北九州市と北九州港航路集貨対策委員会は10月25日、都内で“北九州港セミナー in 東京”を開催した。東京でのセミナー開催は3年ぶりとなる。
佐溝圭太郎・北九州市港湾空港局長の開会のあいさつに続き、北橋健治・北九州市長(右写真)が北九州市についてのプレゼンテーションを行った。
北橋市長は「北九州市ではSDGs(持続可能な開発目標)の達成に向けた取り組みのほか、脱炭素化に配慮した港湾機能の高度化などを図るカーボンニュートラルポート(CNP)の実現を目指している。CNPの一環としては、響灘地区に最大22万kWの洋上風力発電施設を建設する『北九州響灘洋上ウインドファーム事業』が進められていて、来年早々に着工し、2025年度には供用開始する予定だ。
今後、北九州市は物流だけでなく観光面でも開けてくると期待している。治安の悪さは劇的に改善し、さまざまな投資も始まっている、ますますビジネスで稼げる街にしていきたい」とアピールした。
北九州港では、昨21年の外航コンテナ取扱量が49万8000TEU(前年比5%増)と全国で第8位となった。北九州港は東の太刀浦と西のひびきのコンテナ・ターミナル(CT)があるが、外航定期航路は太刀浦が31航路/月間136便、ひびきは同5航路/月間20便が運航されている。
また24時間運用可能な北九州空港は、国際貨物取扱量が4年連続で過去最高を更新しているところ。
佐溝・港湾空港局長は北九州における海と空の新たな取り組みについて、「ひびきでは外航船と内航船を接続するサービス(OOCL)が今秋開始されるなど、順調に物量を増やしている。また、太刀浦ではヤード補修・改修により蔵置能力が4割向上するほか、ガントリークレーンの更新(第2ターミナル)など、CT機能の強化が進められている。北九州空港では滑走路の延長(2500m→3000m)や、貨物上屋の整備などを行っている」と説明した。

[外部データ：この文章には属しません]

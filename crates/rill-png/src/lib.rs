//! A streaming PNG decoder and encoder.
//!
//! Both directions run as cooperative pumps: the caller feeds the
//! [`PngDecoder`] byte slices of any size and collects slices of any
//! size from the [`PngEncoder`], and each call moves the internal
//! state machines only as far as the buffered data allows. Nothing
//! here touches files or sockets; a byte source and a byte sink are
//! the whole outside world.
//!
//! Progress and failure surface through the [`PngStatus`] bit flags on
//! the [`PngImage`] descriptor, and errors are latched: a broken
//! stream parks the machine and further calls return the sticky
//! status.
//!
//! Decoded blobs mirror the PNG wire layout. The two converters,
//! [`PngImage::convert_to_rgba32`] and [`PngImage::convert_to_rgba64`],
//! rewrite the blob into packed host-endian RGBA words for callers
//! that want to blit rather than parse.
mod chunk;
mod constants;
mod convert;
pub mod crc;
mod decoder;
mod encoder;
mod enums;
mod error;
mod filters;
mod headers;
mod image;
mod interlace;
mod options;
mod status;
mod zlib;

pub use constants::PNG_SIGNATURE;
pub use decoder::PngDecoder;
pub use encoder::PngEncoder;
pub use enums::{FilterMethod, InterlaceMethod, PngColor};
pub use error::PngError;
pub use image::{Background, PngImage, Transparency};
pub use options::PngOptions;
pub use status::PngStatus;

/// Build the process-wide CRC table ahead of time.
///
/// Purely a warm-up: the table also builds itself, thread-safely, the
/// first time any codec touches it.
pub fn init()
{
    crc::crc_table();
}
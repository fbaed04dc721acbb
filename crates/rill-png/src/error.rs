use core::fmt::Debug;
use std::fmt::Formatter;

use rill_core::NotEnoughBytes;

use crate::status::PngStatus;

/// Everything that can abort a decode or encode.
///
/// Each variant maps onto the status bits the descriptor latches; the
/// variant itself carries the detail a log line wants.
pub enum PngError
{
    /// The stream does not begin with the PNG signature.
    BadSignature,
    /// Stored and calculated chunk CRC disagree.
    BadCrc(u32, u32),
    /// The stream violates the PNG specification.
    OutOfSpecs(&'static str),
    /// The stream is legal but exceeds what this codec handles.
    ImplementationLimit(&'static str),
    /// The compressed stream is broken.
    Zlib(&'static str),
    /// The pixel data stream is broken or ends early.
    BadIdat(&'static str),
    /// An allocation was refused.
    OutOfMemory,
    /// The descriptor already holds an image.
    WouldDestroy,
    /// The context was disposed.
    Disposed,
    /// A generic error.
    GenericStatic(&'static str),
    /// A generic error with formatted detail.
    Generic(String)
}

impl PngError
{
    /// The status bits this error contributes, `ERROR` excluded; the
    /// pump driver adds that when it latches.
    pub fn status(&self) -> PngStatus
    {
        match self
        {
            PngError::BadSignature => PngStatus::NO_PNG,
            PngError::BadCrc(..) => PngStatus::CRC_ERR,
            PngError::OutOfSpecs(_) => PngStatus::OUT_OF_SPECS,
            PngError::ImplementationLimit(_) => PngStatus::IMP_LIMIT,
            PngError::Zlib(_) => PngStatus::ZLIB_ERR,
            PngError::BadIdat(_) => PngStatus::IDAT_ERR,
            PngError::OutOfMemory => PngStatus::OUT_OF_MEM,
            PngError::WouldDestroy => PngStatus::WOULD_DESTROY,
            PngError::Disposed => PngStatus::DISPOSED,
            PngError::GenericStatic(_) | PngError::Generic(_) => PngStatus::empty()
        }
    }
}

impl Debug for PngError
{
    fn fmt(&self, f: &mut Formatter<'_>) -> std::fmt::Result
    {
        match self
        {
            PngError::BadSignature =>
            {
                writeln!(f, "Not a png, signature bytes didn't match")
            }
            PngError::BadCrc(stored, calculated) =>
            {
                writeln!(
                    f,
                    "Bad chunk CRC, stored {stored:08X} but calculated {calculated:08X}"
                )
            }
            PngError::OutOfSpecs(reason) =>
            {
                writeln!(f, "Out of specs: {reason}")
            }
            PngError::ImplementationLimit(reason) =>
            {
                writeln!(f, "Implementation limit reached: {reason}")
            }
            PngError::Zlib(reason) =>
            {
                writeln!(f, "Zlib error: {reason}")
            }
            PngError::BadIdat(reason) =>
            {
                writeln!(f, "Bad image data stream: {reason}")
            }
            PngError::OutOfMemory =>
            {
                writeln!(f, "Out of memory")
            }
            PngError::WouldDestroy =>
            {
                writeln!(f, "Descriptor already holds an image")
            }
            PngError::Disposed =>
            {
                writeln!(f, "Context was disposed")
            }
            PngError::GenericStatic(message) =>
            {
                writeln!(f, "{message}")
            }
            PngError::Generic(message) =>
            {
                writeln!(f, "{message}")
            }
        }
    }
}

impl From<&'static str> for PngError
{
    fn from(message: &'static str) -> Self
    {
        PngError::GenericStatic(message)
    }
}

impl From<NotEnoughBytes> for PngError
{
    fn from(err: NotEnoughBytes) -> Self
    {
        PngError::Generic(format!("{err:?}"))
    }
}

#[test]
fn errors_map_to_their_status_bits()
{
    assert_eq!(PngError::BadSignature.status(), PngStatus::NO_PNG);
    assert_eq!(PngError::BadCrc(1, 2).status(), PngStatus::CRC_ERR);
    assert_eq!(PngError::OutOfMemory.status(), PngStatus::OUT_OF_MEM);
    assert_eq!(PngError::Zlib("x").status(), PngStatus::ZLIB_ERR);
}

その後、OOCL日本支社による「日本海国際フィーダー航路サービスについて」をテーマとした講演や、日立物流による「日立物流グループにおける北九州港を活用した取り組みについて」と題した、北九州港の物流改善案や利用促進につながる取り組みなどが紹介された。
セミナー後は参加者と北九州港側ホスト企業のビジネス交流会が行われ盛会だった。